Migrants who tried to apply for asylum in a transit zone of metal containers were swiftly turned away. Macruf Suhufi Abdi Omar, a Somali, told Reuters he had been refused asylum barely an hour after he gave his fingerprints.
Hungarian officials said they had denied 16 asylum claims at the frontier within hours and were processing 32 more. Police had arrested 174 people for trying to sneak across the border.
Prime Minister Viktor Orban, one of the continent's loudest opponents of mass immigration, says he is acting to save Europe's "Christian values" by blocking the main overland route used by mainly Muslim refugees, who travel through the Balkans and cross his country mainly to reach Germany or Sweden.
Amnesty International accused Hungary of "showing the ugly face of Europe's shambolic response" to the crisis.
The great migration has led to the unraveling of one of the 28-member EU's signature achievements, its Schengen system of border-free travel across much of the continent.
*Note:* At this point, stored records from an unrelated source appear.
//! Drive service configuration.
//!
//! Paging limits, the duplicate-key policy for ACL updates and event bus
//! sizing. Values are loaded from environment variables with defaults
//! suitable for local development.

use serde::{Deserialize, Serialize};
use thiserror::Error;

use platform_acl::DuplicateKeyPolicy;

/// Configuration errors.
#[derive(Debug, Clone, Error, PartialEq, Eq)]
pub enum ConfigError {
    /// Invalid configuration value.
    #[error("Invalid configuration value for {key}: {message}")]
    InvalidValue {
        /// Configuration key.
        key: String,
        /// Error message.
        message: String,
    },
}

impl ConfigError {
    fn invalid(key: &str, message: impl Into<String>) -> Self {
        Self::InvalidValue {
            key: key.to_string(),
            message: message.into(),
        }
    }
}

/// Drive service configuration.
#[derive(Debug, Clone, Serialize, Deserialize, PartialEq, Eq)]
pub struct DriveServiceConfig {
    /// Page size when a browse request does not ask for one.
    pub default_page_size: usize,

    /// Upper bound on requested page sizes.
    pub max_page_size: usize,

    /// Treatment of repeated keys within one ACL update.
    pub duplicate_keys: DuplicateKeyPolicy,

    /// Buffer size of each event bus channel.
    pub event_channel_capacity: usize,
}

impl Default for DriveServiceConfig {
    fn default() -> Self {
        Self {
            default_page_size: 50,
            max_page_size: 250,
            duplicate_keys: DuplicateKeyPolicy::LastWriteWins,
            event_channel_capacity: 1024,
        }
    }
}

impl DriveServiceConfig {
    /// Load configuration from environment variables.
    ///
    /// Environment variables:
    /// - `DRIVES_DEFAULT_PAGE_SIZE`: Page size for browse (default: 50)
    /// - `DRIVES_MAX_PAGE_SIZE`: Largest page a caller may request (default: 250)
    /// - `DRIVES_DUPLICATE_KEYS`: `last_write_wins` or `reject` (default: last_write_wins)
    /// - `DRIVES_EVENT_CHANNEL_CAPACITY`: Event channel buffer (default: 1024)
    pub fn from_env() -> Result<Self, ConfigError> {
        Self::from_lookup(|key| std::env::var(key).ok())
    }

    /// Load configuration through an arbitrary key lookup.
    ///
    /// Unset keys fall back to defaults; present but unparsable values are
    /// rejected. The result is validated.
    pub fn from_lookup<F>(lookup: F) -> Result<Self, ConfigError>
    where
        F: Fn(&str) -> Option<String>,
    {
        let default = Self::default();

        let config = Self {
            default_page_size: parse_usize(&lookup, "DRIVES_DEFAULT_PAGE_SIZE")?
                .unwrap_or(default.default_page_size),
            max_page_size: parse_usize(&lookup, "DRIVES_MAX_PAGE_SIZE")?
                .unwrap_or(default.max_page_size),
            duplicate_keys: match lookup("DRIVES_DUPLICATE_KEYS") {
                Some(raw) => DuplicateKeyPolicy::parse(raw.trim()).ok_or_else(|| {
                    ConfigError::invalid(
                        "DRIVES_DUPLICATE_KEYS",
                        format!("expected last_write_wins or reject, got {:?}", raw),
                    )
                })?,
                None => default.duplicate_keys,
            },
            event_channel_capacity: parse_usize(&lookup, "DRIVES_EVENT_CHANNEL_CAPACITY")?
                .unwrap_or(default.event_channel_capacity),
        };

        config.validate()?;
        Ok(config)
    }

    /// Check internal consistency.
    pub fn validate(&self) -> Result<(), ConfigError> {
        if self.default_page_size == 0 {
            return Err(ConfigError::invalid("DRIVES_DEFAULT_PAGE_SIZE", "must be positive"));
        }
        if self.max_page_size < self.default_page_size {
            return Err(ConfigError::invalid(
                "DRIVES_MAX_PAGE_SIZE",
                format!("must be at least the default page size ({})", self.default_page_size),
            ));
        }
        if self.event_channel_capacity == 0 {
            return Err(ConfigError::invalid("DRIVES_EVENT_CHANNEL_CAPACITY", "must be positive"));
        }
        Ok(())
    }

    /// Effective page size for a request; zero or absent means the default.
    pub fn page_size(&self, requested: Option<usize>) -> usize {
        match requested {
            Some(n) if n > 0 => n.min(self.max_page_size),
            _ => self.default_page_size,
        }
    }
}

fn parse_usize<F>(lookup: &F, key: &str) -> Result<Option<usize>, ConfigError>
where
    F: Fn(&str) -> Option<String>,
{
    lookup(key)
        .map(|raw| {
            raw.trim()
                .parse()
                .map_err(|_| ConfigError::invalid(key, format!("not a number: {:?}", raw)))
        })
        .transpose()
}
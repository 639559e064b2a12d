//! Identity provider boundary
//!
//! The identity provider turns an authenticated actor id into a full
//! [`Actor`]. Production deployments back this with the platform's auth
//! service; [`StaticIdentityProvider`] serves tests and single-process setups.

use async_trait::async_trait;
use std::collections::HashMap;
use std::sync::Arc;
use tokio::sync::RwLock;

use crate::actor::Actor;

/// Resolves actor ids into actors with their memberships.
#[async_trait]
pub trait IdentityProvider: Send + Sync {
    /// Resolve an actor id.
    ///
    /// Returns `None` if the id is unknown to the provider.
    async fn resolve(&self, actor_id: &str) -> Option<Actor>;
}

/// In-memory identity provider with a fixed set of actors.
#[derive(Debug, Clone, Default)]
pub struct StaticIdentityProvider {
    actors: Arc<RwLock<HashMap<String, Actor>>>,
}

impl StaticIdentityProvider {
    /// Create an empty provider.
    pub fn new() -> Self {
        Self::default()
    }

    /// Register or replace an actor.
    pub async fn register(&self, actor: Actor) {
        let mut actors = self.actors.write().await;
        actors.insert(actor.id.clone(), actor);
    }
}

#[async_trait]
impl IdentityProvider for StaticIdentityProvider {
    async fn resolve(&self, actor_id: &str) -> Option<Actor> {
        self.actors.read().await.get(actor_id).cloned()
    }
}
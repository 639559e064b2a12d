//! Resource store
//!
//! Holds drive metadata and ACLs. Every stored resource is an immutable
//! snapshot behind an `Arc`; writers build a new snapshot and swap it in, so
//! readers never observe a partially applied delta.
//!
//! ```text
//! resources: RwLock<BTreeMap<id, Arc<StoredResource>>>   readers clone the Arc
//! writers:   Mutex<HashMap<id, Arc<Mutex<()>>>>          one lock per resource
//! ```

use async_trait::async_trait;
use chrono::Utc;
use std::collections::{BTreeMap, HashMap};
use std::sync::atomic::{AtomicI64, Ordering};
use std::sync::Arc;
use tokio::sync::{Mutex, RwLock};
use tracing::debug;

use platform_acl::{Acl, AclUpdate, DuplicateKeyPolicy, Owner};
use platform_listing::{Metadata, ProductReference, ResourceId};

use crate::error::{DriveError, DriveResult};

/// Snapshot of a stored resource.
#[derive(Debug, Clone, PartialEq, Eq)]
pub struct StoredResource {
    /// Stored metadata; `permissions` is always empty here
    pub metadata: Metadata,
    /// Current ACL
    pub acl: Acl,
}

/// Check run against the current snapshot under the writer lock.
pub type Authorize<'a> = &'a (dyn Fn(&StoredResource) -> DriveResult<()> + Send + Sync);

/// Storage for drives and their ACLs.
///
/// Mutations of one resource are serialized; `authorize` runs against the
/// snapshot the mutation will be applied to.
#[async_trait]
pub trait ResourceStore: Send + Sync {
    /// Store a new resource with an empty ACL and assign its id.
    async fn insert(&self, owner: Owner, product: ProductReference) -> DriveResult<Arc<StoredResource>>;

    /// Current snapshot of a resource.
    async fn get(&self, id: ResourceId) -> Option<Arc<StoredResource>>;

    /// Snapshots in ascending id order, starting after `after`.
    async fn list(&self, after: Option<ResourceId>) -> Vec<Arc<StoredResource>>;

    /// Apply an ACL delta atomically and return the new snapshot.
    async fn update_acl(
        &self,
        id: ResourceId,
        update: &AclUpdate,
        policy: DuplicateKeyPolicy,
        authorize: Authorize<'_>,
    ) -> DriveResult<Arc<StoredResource>>;

    /// Remove a resource and return its last snapshot.
    async fn remove(&self, id: ResourceId, authorize: Authorize<'_>) -> DriveResult<Arc<StoredResource>>;
}

/// In-memory resource store.
pub struct MemoryResourceStore {
    resources: Arc<RwLock<BTreeMap<ResourceId, Arc<StoredResource>>>>,
    writers: Arc<Mutex<HashMap<ResourceId, Arc<Mutex<()>>>>>,
    next_id: AtomicI64,
}

impl std::fmt::Debug for MemoryResourceStore {
    fn fmt(&self, f: &mut std::fmt::Formatter<'_>) -> std::fmt::Result {
        f.debug_struct("MemoryResourceStore")
            .field("next_id", &self.next_id.load(Ordering::Relaxed))
            .finish()
    }
}

impl MemoryResourceStore {
    /// Create an empty store. Ids start at 1.
    pub fn new() -> Self {
        Self {
            resources: Arc::new(RwLock::new(BTreeMap::new())),
            writers: Arc::new(Mutex::new(HashMap::new())),
            next_id: AtomicI64::new(1),
        }
    }

    /// Number of stored resources.
    pub async fn len(&self) -> usize {
        self.resources.read().await.len()
    }

    /// Whether the store is empty.
    pub async fn is_empty(&self) -> bool {
        self.resources.read().await.is_empty()
    }

    /// Writer lock for an existing resource; unknown ids get no entry.
    async fn writer(&self, id: ResourceId) -> DriveResult<Arc<Mutex<()>>> {
        let mut writers = self.writers.lock().await;
        if let Some(writer) = writers.get(&id) {
            return Ok(writer.clone());
        }
        if !self.resources.read().await.contains_key(&id) {
            return Err(DriveError::NotFound(id));
        }
        Ok(writers.entry(id).or_insert_with(|| Arc::new(Mutex::new(()))).clone())
    }
}

impl Default for MemoryResourceStore {
    fn default() -> Self {
        Self::new()
    }
}

#[async_trait]
impl ResourceStore for MemoryResourceStore {
    async fn insert(&self, owner: Owner, product: ProductReference) -> DriveResult<Arc<StoredResource>> {
        let id = self.next_id.fetch_add(1, Ordering::SeqCst);
        let stored = Arc::new(StoredResource {
            metadata: Metadata::new(id, Utc::now(), owner, product),
            acl: Acl::new(),
        });

        self.resources.write().await.insert(id, stored.clone());
        debug!(resource_id = id, "Resource stored");

        Ok(stored)
    }

    async fn get(&self, id: ResourceId) -> Option<Arc<StoredResource>> {
        self.resources.read().await.get(&id).cloned()
    }

    async fn list(&self, after: Option<ResourceId>) -> Vec<Arc<StoredResource>> {
        let resources = self.resources.read().await;
        match after {
            Some(last) => resources
                .range((std::ops::Bound::Excluded(last), std::ops::Bound::Unbounded))
                .map(|(_, r)| r.clone())
                .collect(),
            None => resources.values().cloned().collect(),
        }
    }

    async fn update_acl(
        &self,
        id: ResourceId,
        update: &AclUpdate,
        policy: DuplicateKeyPolicy,
        authorize: Authorize<'_>,
    ) -> DriveResult<Arc<StoredResource>> {
        let writer = self.writer(id).await?;
        let _guard = writer.lock().await;

        let current = self.get(id).await.ok_or(DriveError::NotFound(id))?;
        authorize(&current)?;

        let acl = current.acl.apply_with_policy(update, policy)?;
        let next = Arc::new(StoredResource {
            metadata: current.metadata.clone(),
            acl,
        });

        self.resources.write().await.insert(id, next.clone());
        debug!(
            resource_id = id,
            added = update.new_entries.len(),
            removed = update.deleted_entries.len(),
            "ACL snapshot swapped"
        );

        Ok(next)
    }

    async fn remove(&self, id: ResourceId, authorize: Authorize<'_>) -> DriveResult<Arc<StoredResource>> {
        let writer = self.writer(id).await?;
        let _guard = writer.lock().await;

        let current = self.get(id).await.ok_or(DriveError::NotFound(id))?;
        authorize(&current)?;

        self.resources.write().await.remove(&id);
        self.writers.lock().await.remove(&id);
        debug!(resource_id = id, "Resource removed");

        Ok(current)
    }
}
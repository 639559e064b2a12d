//! Audit event types
//!
//! This module defines the envelope published on the bus and the drive
//! lifecycle events carried inside it.

use chrono::{DateTime, Utc};
use serde::{Deserialize, Serialize};
use uuid::Uuid;

use platform_acl::{AclEntry, AclUpdate, EntityKey};
use platform_listing::{Metadata, ResourceId};

use crate::bus::{EventBusError, EventBusResult};

/// Topic prefix for every drive event.
pub const TOPIC_PREFIX: &str = "drives";

/// Event envelope.
///
/// Envelopes carry routing and audit metadata; the domain event lives in
/// `payload` as JSON.
#[derive(Debug, Clone, Serialize, Deserialize, PartialEq)]
pub struct Event {
    /// Unique event ID (UUIDv7, time-ordered)
    pub id: Uuid,

    /// Dot-separated routing topic (e.g. `drives.acl.updated`)
    pub topic: String,

    /// When the event was created
    pub timestamp: DateTime<Utc>,

    /// Actor whose request produced the event
    pub actor_id: String,

    /// Resource the event is about
    pub resource_id: ResourceId,

    /// Serialized domain event
    pub payload: serde_json::Value,
}

impl Event {
    /// Create a new event.
    ///
    /// # Arguments
    ///
    /// * `topic` - Routing topic
    /// * `actor_id` - The acting user
    /// * `resource_id` - Affected resource
    /// * `payload` - The event payload
    pub fn new(
        topic: impl Into<String>,
        actor_id: impl Into<String>,
        resource_id: ResourceId,
        payload: serde_json::Value,
    ) -> Self {
        Self {
            id: Uuid::now_v7(),
            topic: topic.into(),
            timestamp: Utc::now(),
            actor_id: actor_id.into(),
            resource_id,
            payload,
        }
    }

    /// Parse the payload into a specific type.
    pub fn parse_payload<T: for<'de> Deserialize<'de>>(&self) -> Result<T, serde_json::Error> {
        serde_json::from_value(self.payload.clone())
    }
}

/// Drive lifecycle and ACL events.
#[derive(Debug, Clone, Serialize, Deserialize, PartialEq, Eq)]
#[serde(tag = "kind", rename_all = "snake_case")]
pub enum DriveEvent {
    /// A drive was created
    Created {
        /// Stored metadata of the new drive
        drive: Metadata,
    },

    /// A drive was deleted
    Deleted {
        /// Deleted drive
        resource_id: ResourceId,
    },

    /// A drive's ACL changed
    AclUpdated {
        /// Drive whose ACL changed
        resource_id: ResourceId,
        /// Entries granted or replaced
        #[serde(default)]
        added: Vec<AclEntry>,
        /// Keys revoked
        #[serde(default)]
        removed: Vec<EntityKey>,
    },
}

impl DriveEvent {
    /// Event for a newly created drive.
    pub fn created(drive: Metadata) -> Self {
        Self::Created { drive }
    }

    /// Event for a deleted drive.
    pub fn deleted(resource_id: ResourceId) -> Self {
        Self::Deleted { resource_id }
    }

    /// Event recording an applied delta as an add/remove pair.
    pub fn acl_updated(resource_id: ResourceId, update: &AclUpdate) -> Self {
        Self::AclUpdated {
            resource_id,
            added: update.new_entries.clone(),
            removed: update.deleted_entries.clone(),
        }
    }

    /// Resource this event is about.
    pub fn resource_id(&self) -> ResourceId {
        match self {
            Self::Created { drive } => drive.id,
            Self::Deleted { resource_id } | Self::AclUpdated { resource_id, .. } => *resource_id,
        }
    }

    /// Routing topic.
    pub fn topic(&self) -> String {
        let suffix = match self {
            Self::Created { .. } => "drive.created",
            Self::Deleted { .. } => "drive.deleted",
            Self::AclUpdated { .. } => "acl.updated",
        };
        format!("{}.{}", TOPIC_PREFIX, suffix)
    }

    /// Wrap into an envelope attributed to `actor_id`.
    pub fn into_event(self, actor_id: &str) -> EventBusResult<Event> {
        let topic = self.topic();
        let resource_id = self.resource_id();
        let payload = serde_json::to_value(&self)
            .map_err(|e| EventBusError::SerializationError(e.to_string()))?;

        Ok(Event::new(topic, actor_id, resource_id, payload))
    }
}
Record arrivals forced Berlin to reimpose emergency frontier controls this week, with several neighbors swiftly following suit. Austria, next on the road from Hungary to Germany, said tougher border measures would take effect at midnight.
Germany stepped up the pressure on EU states resisting the plan to spread refugees around the bloc under a mandatory quota system. Interior Minister Thomas de Maiziere said the EU should penalise countries that reject quotas.
"I think we must talk about ways of exerting pressure," he told ZDF television, adding that some of the countries that opposed quotas were beneficiaries of EU funds.
Tomas Prouza, the Czech State Secretary for the EU, said the apparent German threat to cut off EU funds was "empty but very damaging to all". Slovak Prime Minister Robert Fico declared his country would never agree to quotas, and threats of financial retaliation would lead to "the end of the EU".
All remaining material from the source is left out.